Growing up in the Richmond, California in the 1970's, Carl Foster remembers a city that had various outlets for young athletes in the community.
"I remember being between 9 and 12 and starting to get instruction in sports. I learned how to play basketball, softball and flag football all at the Shields-Reid Park and recreation center in North Richmond."
It was this early interaction with positive role models and coaches such as George Brown and Jerry Anderson, who both still work with kids in the Richmond community, that helped Foster to want to give back to youth athletics in the realm of high school basketball. Foster was the long time director of the Richmond based Slam-N-Jam basketball organization, which helps to mentor and guide basketball student athletes through the various teams and events they sponsor. The organization has helped hundreds of student athletes secure college scholarships over the twenty years Slam-N-Jam has been in existence.

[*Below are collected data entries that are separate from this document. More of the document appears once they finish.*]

// Dottrace
// Copyright (C) 2025 Synerthink

// This program is free software: you can redistribute it and/or modify
// it under the terms of the GNU Affero General Public License as published by
// the Free Software Foundation, either version 3 of the License, or
// (at your option) any later version.

// This program is distributed in the hope that it will be useful,
// but WITHOUT ANY WARRANTY; without even the implied warranty of
// MERCHANTABILITY or FITNESS FOR A PARTICULAR PURPOSE.  See the
// GNU Affero General Public License for more details.

// You should have received a copy of the GNU Affero General Public License
// along with this program.  If not, see <http://www.gnu.org/licenses/>.

/// Lifecycle of a background build.
///
/// Transitions are monotonic: NotStarted → Initializing → one of the
/// terminal states. `Cancelled` and `Failed` are terminal and never
/// overwritten.
#[derive(Debug, Clone, Copy, PartialEq, Eq)]
pub enum BuildState {
    /// `schedule` has not been called yet
    NotStarted,
    /// The worker is running; the store may already answer partial queries
    Initializing,
    /// Construction reached the end of the event source
    Built,
    /// A cancellation request took effect before completion
    Cancelled,
    /// Construction aborted on an error
    Failed,
}

impl BuildState {
    /// Whether no further transition can happen from this state.
    pub fn is_terminal(&self) -> bool {
        matches!(self, BuildState::Built | BuildState::Cancelled | BuildState::Failed)
    }
}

"I had a chance to help impact the lives of a lot of great kids with the Slam N Jam organization," said Foster.
Athletes such as Leon Powe, Eddie House, Drew Gooden, Jovan Harris, Circus King, Ayinde Ubaka, Jamal Hill, Drew Gordon, Wendell Mckines, Eli Holman, Justin Brown, Larry Gurganious, Desmond Simmons and host of others have played for and received guidance from the organization throughout the years.

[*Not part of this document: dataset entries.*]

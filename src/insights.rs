//! AI-written reflections on recent moods, with canned fallbacks.

use std::fmt::Write as _;

use async_trait::async_trait;
use chrono::NaiveDate;
use serde::Serialize;
use thiserror::Error;

use crate::{
    analytics::{MoodStats, Trend},
    models::MoodEntry,
};

/// How far back the prompt looks.
pub const INSIGHT_WINDOW_DAYS: i64 = 14;
/// Cap on entries quoted in the prompt.
const PROMPT_ENTRY_LIMIT: usize = 20;

pub const EMPTY_HISTORY_INSIGHT: &str = "Log your mood for a few days and we'll start spotting patterns for you.";

#[derive(Debug, Error)]
pub enum InsightError {
    #[error("no LLM API key configured")]
    NotConfigured,
    #[error("LLM transport error: {0}")]
    Transport(#[from] reqwest::Error),
    #[error("LLM provider returned {status}: {message}")]
    Api { status: u16, message: String },
    #[error("LLM returned no content")]
    EmptyResponse,
}

#[derive(Debug, Clone, PartialEq, Eq)]
pub struct InsightPrompt {
    pub system: String,
    pub user: String,
}

#[cfg_attr(test, mockall::automock)]
#[async_trait]
pub trait InsightProvider: Send + Sync {
    async fn complete(&self, prompt: &InsightPrompt) -> Result<String, InsightError>;
}

#[derive(Debug, Clone, Copy, PartialEq, Eq, Serialize)]
#[serde(rename_all = "snake_case")]
pub enum InsightSource {
    Ai,
    Fallback,
    Placeholder,
}

#[derive(Debug, Clone, PartialEq, Serialize)]
pub struct Insight {
    pub insight: String,
    pub source: InsightSource,
    pub generated_for: NaiveDate,
}

const SYSTEM_PROMPT: &str = "You are a warm, concise wellbeing companion inside a mood journaling app. \
Given a user's recent mood scores (1 = very low, 10 = excellent), tags and notes, write 2-3 short \
sentences noticing one pattern and suggesting one small, practical next step. \
Do not diagnose, do not mention being an AI, and keep it under 80 words.";

pub fn build_prompt(stats: &MoodStats, entries: &[MoodEntry]) -> InsightPrompt {
    let mut user = String::new();
    let _ = writeln!(user, "Entries logged: {}", stats.count);
    if let Some(avg) = stats.average {
        let _ = writeln!(user, "Average score: {avg:.1}");
    }
    let _ = writeln!(user, "Trend: {:?}", stats.trend);
    let _ = writeln!(user, "Current streak: {} days", stats.current_streak);
    let _ = writeln!(user, "Recent entries (newest first):");

    for entry in entries.iter().take(PROMPT_ENTRY_LIMIT) {
        let _ = write!(user, "- {}: {}/10", entry.entry_date, entry.score);
        if !entry.tags.is_empty() {
            let _ = write!(user, " [{}]", entry.tags.join(", "));
        }
        if let Some(note) = entry.note.as_deref().filter(|n| !n.trim().is_empty()) {
            let _ = write!(user, " \"{}\"", note.trim());
        }
        user.push('\n');
    }

    InsightPrompt {
        system: SYSTEM_PROMPT.to_string(),
        user,
    }
}

/// Canned copy used when the provider is unavailable.
pub fn fallback_insight(stats: &MoodStats) -> String {
    match stats.trend {
        Trend::Improving => "Your mood has been lifting lately. Take a moment to note what's been helping so you can lean on it again.".to_string(),
        Trend::Declining => "The last few days look heavier than before. Be gentle with yourself, and consider one small thing that usually helps you recharge.".to_string(),
        Trend::Stable if stats.current_streak >= 3 => format!(
            "You've checked in {} days in a row. Consistent logging is the best way to see what shapes your mood.",
            stats.current_streak
        ),
        Trend::Stable => "Your mood has been fairly steady. Keep logging, and try adding tags so patterns are easier to spot.".to_string(),
    }
}

/// Produces an insight, never failing: provider errors become fallback copy.
pub async fn generate(
    provider: &dyn InsightProvider,
    stats: &MoodStats,
    recent: &[MoodEntry],
    today: NaiveDate,
) -> Insight {
    if recent.is_empty() {
        return Insight {
            insight: EMPTY_HISTORY_INSIGHT.to_string(),
            source: InsightSource::Placeholder,
            generated_for: today,
        };
    }

    let prompt = build_prompt(stats, recent);
    match provider.complete(&prompt).await {
        Ok(text) => Insight {
            insight: text,
            source: InsightSource::Ai,
            generated_for: today,
        },
        Err(e) => {
            tracing::warn!(error = %e, "⚠️ insight generation failed, using fallback");
            Insight {
                insight: fallback_insight(stats),
                source: InsightSource::Fallback,
                generated_for: today,
            }
        }
    }
}

#[cfg(test)]
mod tests {
    use super::*;
    use crate::{analytics, analytics::tests::entry, limits::Tier};

    fn today() -> NaiveDate {
        "2024-05-10".parse().unwrap()
    }

    fn recent() -> Vec<MoodEntry> {
        let mut newest = entry("2024-05-09", 8, &["run", "sun"]);
        newest.note = Some("  great walk  ".into());
        vec![newest, entry("2024-05-08", 6, &[])]
    }

    #[test]
    fn prompt_quotes_scores_tags_and_notes() {
        let entries = recent();
        let stats = analytics::compute(&entries, today(), Tier::Premium);
        let prompt = build_prompt(&stats, &entries);
        assert!(prompt.user.contains("- 2024-05-09: 8/10 [run, sun] \"great walk\""));
        assert!(prompt.user.contains("- 2024-05-08: 6/10\n"));
        assert!(prompt.user.contains("Average score: 7.0"));
        assert!(prompt.system.contains("mood"));
    }

    #[tokio::test]
    async fn provider_text_is_returned() {
        let mut provider = MockInsightProvider::new();
        provider
            .expect_complete()
            .times(1)
            .returning(|_| Ok("You seem to thrive outdoors.".into()));

        let entries = recent();
        let stats = analytics::compute(&entries, today(), Tier::Premium);
        let insight = generate(&provider, &stats, &entries, today()).await;
        assert_eq!(insight.source, InsightSource::Ai);
        assert_eq!(insight.insight, "You seem to thrive outdoors.");
    }

    #[tokio::test]
    async fn provider_failure_falls_back() {
        let mut provider = MockInsightProvider::new();
        provider
            .expect_complete()
            .returning(|_| Err(InsightError::EmptyResponse));

        let entries = recent();
        let stats = analytics::compute(&entries, today(), Tier::Premium);
        let insight = generate(&provider, &stats, &entries, today()).await;
        assert_eq!(insight.source, InsightSource::Fallback);
        assert_eq!(insight.insight, fallback_insight(&stats));
    }

    #[tokio::test]
    async fn empty_history_skips_the_provider() {
        let mut provider = MockInsightProvider::new();
        provider.expect_complete().never();

        let stats = analytics::compute(&[], today(), Tier::Premium);
        let insight = generate(&provider, &stats, &[], today()).await;
        assert_eq!(insight.source, InsightSource::Placeholder);
        assert_eq!(insight.insight, EMPTY_HISTORY_INSIGHT);
    }
}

But after 12 years in the Slam-N-Jam organization, Foster stepped down as director to give back to the immediate Richmond community. He has been named the Athletic Director of the Richmond Police Athletic League, which encompasses a wide variety of youth sports in the Richmond Metropolitan area and Contra Costa County.
Formed in 1982, Richmond PAL is a non-profit organization that provides a positive alternative to the streets for boys and girls aged 5 to 18. The program using police officers, local business and community leaders as positive role models and by using athletics to give the children of Richmond a positive outlet.
"Richmond PAL is very important in the city of Richmond," said Foster. "It is the one thing that links the protection of the city with the future of the city."
Richmond PAL impacts youth in areas such as little league baseball, Pop Warner football, basketball, boxing, golf and soccer. Richmond PAL just built a state of the art basketball, weight room and boxing facility at 2200 McDonald Avenue. Besides the various sports programs, Richmond PAL has various other activities related to youth including a music studio, computer lab and academic after school programs.
"Carl Foster was the best fit for the position of Athletic Director," said Michael Booker, a board of the director with Richmond PAL, police officer in the Richmond Police Department and founder of the highly successful Richmond Bad Boyz, high school basketball organization. "With his areas of expertise in youth sports, along with being a native son of Richmond, he knows a lot of the ills of the city, as well as the bright spots."
Foster said that the city of Richmond needs to "offer better educational options for its young people, an in particular, to help provide support for single parents that have to work 40 to 50 hours a week to navigate handling a family." He said there are a lot of people concerned about Richmond and its future and they use sports and in particular Richmond PAL as a pivotal anchor in the community. As the new athletic director he says he wants to expand that with short and long term goals for Richmond PAL.
"Short term, my goal is to add more sports to the sports PAL provides. I want other kids to be impacted by positive role models and group activities that keep them active, energized in an environment with productive members of the community. Long term wise, I want to build the most comprehensive youth sports program in Northern California."
While the city of Richmond is met with some bad news from time to time, Foster says this news should not overshadow the city and the people who are doing the right things.
"Because I am from Richmond, people cannot tell me bad things about Richmond," said Foster. "Bad things happen from time to time, but there are many more people in the city doing positive and productive things."